Le transport maritime est un des seuls secteurs parmi les plus émetteurs de gaz à effet de serre qui n’est toujours soumis à aucun mécanisme incitatif ou contraignant pour réduire ses émissions. Suite à l’adoption d’un règlement européen en 2015, les compagnies du secteur sont obligées de déclarer leurs émissions depuis 2018. Cette année-là, le transport maritime européen a engendré près de 139 millions de tonnes d’émissions de CO2, soit plus que le secteur du transport automobile. Le transport de marchandises génère 80% des émissions du secteur, les 20% restants étant imputés aux transports de passagers. À l’échelle mondiale, le transport maritime représente 3% des émissions et celles-ci sont en constante augmentation.

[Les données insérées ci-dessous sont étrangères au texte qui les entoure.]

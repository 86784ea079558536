//! This module contains the pure, stateless kernels for the fixed-width
//! little-endian integer form.
//!
//! A value of width `W` is always exactly `W/8` bytes, least-significant byte
//! first. Nothing else is written: no tag, no length. It is fully panic-free.

use num_traits::Zero;

use crate::cursor::{ByteReader, ByteSink};
use crate::error::{truncated, Result};
use crate::traits::{Integral, UnsignedBits};

//==================================================================================
// 1. Public API for Single-Value Operations
//==================================================================================

/// Size of the fixed-width encoding of `T`, in bytes.
#[inline]
pub const fn encoded_len<T: Integral>() -> usize {
    T::BYTES
}

/// Writes `value` as `T::BYTES` little-endian bytes and returns the sink
/// position after the last byte.
pub fn encode<T, S>(value: T, sink: &mut S) -> usize
where
    T: Integral,
    S: ByteSink + ?Sized,
{
    let bits = value.to_unsigned();
    for i in 0..T::BYTES {
        // Shift is at most W - 8, so it never reaches the width.
        sink.put_u8((bits >> (8 * i)).low_byte());
    }
    sink.position()
}

/// Encodes a single value into a fresh buffer.
pub fn encode_to_vec<T: Integral>(value: T) -> Vec<u8> {
    let mut out = Vec::with_capacity(T::BYTES);
    encode(value, &mut out);
    out
}

/// Reads one `T` from `reader`.
///
/// Fails with `TruncatedInput` as soon as a required byte lies at or past the
/// end bound. On failure the reader is left untouched.
pub fn decode<T: Integral>(reader: &mut ByteReader<'_>) -> Result<T> {
    let mut probe = *reader;
    let mut bits = T::Unsigned::zero();

    for i in 0..T::BYTES {
        let byte = probe
            .next_byte()
            .ok_or_else(|| truncated("fixed::decode", reader.position(), T::BYTES - i))?;
        bits = bits | (T::Unsigned::from_byte(byte) << (8 * i));
    }

    *reader = probe;
    Ok(T::from_unsigned(bits))
}

//==================================================================================
// 2. Unit Tests
//==================================================================================

#[cfg(test)]
mod tests {
    use super::*;
    use crate::error::CodecError;

    #[test]
    fn test_fixed_layout_is_little_endian() {
        assert_eq!(encode_to_vec(0x0102_0304u32), vec![0x04, 0x03, 0x02, 0x01]);
        assert_eq!(encode_to_vec(-2i16), vec![0xFE, 0xFF]);
        assert_eq!(encode_to_vec(0xABu8), vec![0xAB]);
        assert_eq!(encode_to_vec(1u64), vec![1, 0, 0, 0, 0, 0, 0, 0]);
    }

    #[test]
    fn test_encode_returns_sink_position() {
        let mut sink = vec![0xEEu8; 3];
        assert_eq!(encode(7i32, &mut sink), 7);
        assert_eq!(encode(7u8, &mut sink), 8);
    }

    #[test]
    fn test_fixed_roundtrip_extremes() {
        macro_rules! check {
            ($($t:ty),+) => {
                $(
                    for v in [<$t>::MIN, <$t>::MAX, 0 as $t, 1 as $t] {
                        let bytes = encode_to_vec(v);
                        assert_eq!(bytes.len(), encoded_len::<$t>());
                        let mut reader = ByteReader::new(&bytes);
                        assert_eq!(decode::<$t>(&mut reader).unwrap(), v);
                        assert!(reader.is_exhausted());
                    }
                )+
            };
        }
        check!(i8, u8, i16, u16, i32, u32, i64, u64, i128, u128, isize, usize);
    }

    #[test]
    fn test_decode_truncated_leaves_reader_untouched() {
        let bytes = encode_to_vec(0xDEAD_BEEFu32);
        let mut reader = ByteReader::new(&bytes[..3]);
        let err = decode::<u32>(&mut reader).unwrap_err();
        assert_eq!(
            err,
            CodecError::TruncatedInput {
                position: 0,
                needed: 1
            }
        );
        assert_eq!(reader.position(), 0);
    }

    #[test]
    fn test_decode_respects_end_bound_not_buffer_length() {
        // The buffer physically holds a full u16, but the window only exposes one byte.
        let bytes = [0x34u8, 0x12];
        let mut reader = ByteReader::with_end(&bytes, 1);
        assert!(decode::<u16>(&mut reader).unwrap_err().is_truncated());

        let mut reader = ByteReader::new(&bytes);
        assert_eq!(decode::<u16>(&mut reader).unwrap(), 0x1234);
    }

    #[test]
    fn test_decode_empty_input() {
        let mut reader = ByteReader::new(&[]);
        let err = decode::<i64>(&mut reader).unwrap_err();
        assert_eq!(
            err,
            CodecError::TruncatedInput {
                position: 0,
                needed: 8
            }
        );
    }
}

Le vent pourrait bien tourner puisqu’à l’annonce du Green Deal par la Présidente VON DER LEYEN en décembre dernier, le transport maritime était bien inclus dans les plans de la Commission européenne. Cette dernière souhaiterait voir ce secteur être intégré au système d’échange de quota d’émission (SEQE) européen afin de forcer les entreprises du transport maritime à réduire leurs émissions ou à payer pour continuer à émettre. Plusieurs aspects de cette proposition font déjà l’objet de débat entre la Commission, les États membres et certains membres du Parlement européen.
Dans un premier temps, le calendrier proposé ne fait pas l’unanimité. Selon les plans de la Commission, la proposition de loi ne devrait être publiée qu’en milieu d’année 2021. Jutta PAULUS, députée allemande des Verts en charge de diriger les négociations du Parlement européen pour mettre à jour les règles européennes sur la surveillance du transport maritime, estime quant à elle qu’il faut l’y inclure au plus vite pour forcer le secteur à réduire ses émissions. Certains États membres, comme les Pays-Bas, espère obtenir une évaluation approfondie de l’impact potentiel d’un tel projet avant d’avancer sur le sujet, ce qui pourrait repousser l’intégration du secteur du transport maritime dans le SEQE pour après 2021.
Un autre point de discorde potentiel restera bien évidemment l’utilisation des recettes générées par l’intégration des compagnies de transport maritime au SEQE. Dans le système existant, les gouvernements nationaux perçoivent ces revenus et il sera difficile de les faire renoncer à de potentiels deniers supplémentaires. D’autres idées sont émises, notamment par Mme PAULUS, pour mutualiser ces recettes au niveau européen et les utiliser pour financer la transition énergétique du secteur.
Outre l’intégration du secteur maritime dans le SEQE, d’autres voies sont également explorées par les acteurs européens. Mme PAULUS propose par exemple de mettre en place des normes d’efficacité des moteurs afin de réduire d’ici 2030 les émissions des navires de 40% par rapport à 2018. Imposer une taxe sur le carburant est une autre possibilité mais le caractère international du transport maritime pourrait permettre aux navires d’éviter la taxe en se réapprovisionnant en dehors de l’UE, limitant ainsi l’efficacité d’une telle mesure.
Les discussions sont en cours au Parlement européen, auxquelles devraient rapidement succéder des discussions trilatérales entre la Commission, le Parlement européen et le Conseil. Le contrôle des émissions du secteur du transport maritime sera donc un sujet à suivre pour cette année 2020.